You can also configure custom materializations in dbt. Custom materializations are a powerful way to extend dbt's functionality to meet your specific needs.

Configuring materializations

By default, dbt models are materialized as "views". Models can be configured with a different materialization by supplying the materialized configuration parameter as shown below.

dbt_project.yml
# The following dbt_project.yml configures a project that looks like this:
# .
# └── models
# ├── csvs
# │   ├── employees.sql
# │   └── goals.sql
# └── events
# ├── stg_event_log.sql
# └── stg_event_sessions.sql

name: my_project
version: 1.0.0
config-version: 2

models:
my_project:
events:
# materialize all models in models/events as tables
+materialized: table
csvs:
# this is redundant, and does not need to be set
+materialized: view

Alternatively, materializations can be configured directly inside of the model sql files.
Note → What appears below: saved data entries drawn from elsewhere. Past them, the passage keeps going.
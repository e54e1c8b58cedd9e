use anyhow::{Context, Result};
use prometheus_supervisor::control::controller_by_name;
use prometheus_supervisor::params::{ParamRecord, ParamValue};
use prometheus_supervisor::simulation::SimulatedRobot;
use prometheus_supervisor::{RobotConfig, Supervisor};
use std::env;

/// Simulated seconds to run for
const DURATION_S: f64 = 60.0;

fn main() -> Result<()> {
    env_logger::Builder::from_env(env_logger::Env::default().default_filter_or("info")).init();

    // Usage: simulate [config.toml] [goal_x goal_y]
    let args: Vec<String> = env::args().skip(1).collect();
    let config = match args.first() {
        Some(path) => RobotConfig::from_file(path)
            .with_context(|| format!("loading robot configuration from {}", path))?,
        None => RobotConfig::khepera3_defaults(),
    };

    let geometry = config.geometry()?;
    let mut robot = SimulatedRobot::new(geometry, config.initial_pose);
    let controller = controller_by_name(&config.supervisor.controller)?;
    let mut supervisor = Supervisor::new(geometry, config.initial_pose, &robot.robot_state(), controller)?;

    if let [_, x, y] = args.as_slice() {
        let goal = ParamRecord::new()
            .with("x", x.parse::<f64>().context("goal x")?)
            .with("y", y.parse::<f64>().context("goal y")?);
        supervisor.set_parameters(&ParamRecord::new().with("goal", ParamValue::Group(goal)))?;
    }

    println!(
        "Running {} for {}s with parameters {}",
        supervisor.controller_name(),
        DURATION_S,
        serde_json::to_string(&supervisor.get_parameters())?
    );
    println!("t,x_true,y_true,theta_true,x_est,y_est,theta_est");

    let dt = config.tick_seconds();
    let steps = (DURATION_S / dt).ceil() as usize;
    for step in 0..steps {
        let (vl, vr) = supervisor.execute(&robot.robot_state(), dt)?;
        robot.set_wheel_speeds(vl, vr);
        robot.step(dt);

        if step % 20 == 0 {
            let truth = robot.pose();
            let estimate = supervisor.pose_estimate();
            println!(
                "{:.2},{:.4},{:.4},{:.4},{:.4},{:.4},{:.4}",
                step as f64 * dt,
                truth.x,
                truth.y,
                truth.theta,
                estimate.x,
                estimate.y,
                estimate.theta
            );
        }
    }

    let truth = robot.pose();
    let estimate = supervisor.pose_estimate();
    println!(
        "Final pose: true=({:.3}, {:.3}) estimated=({:.3}, {:.3}) drift={:.4}m",
        truth.x,
        truth.y,
        estimate.x,
        estimate.y,
        truth.distance_to(&estimate)
    );
    Ok(())
}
This can be useful if you are also setting [Performance Optimization] configs for specific models (for example, Redshift specific configurations or BigQuery specific configurations).

models/events/stg_event_log.sql

{{ config(materialized='table', sort='timestamp', dist='user_id') }}

select *
from ...

Materializations

View

When using the view materialization, your model is rebuilt as a view on each run, via a create view as statement.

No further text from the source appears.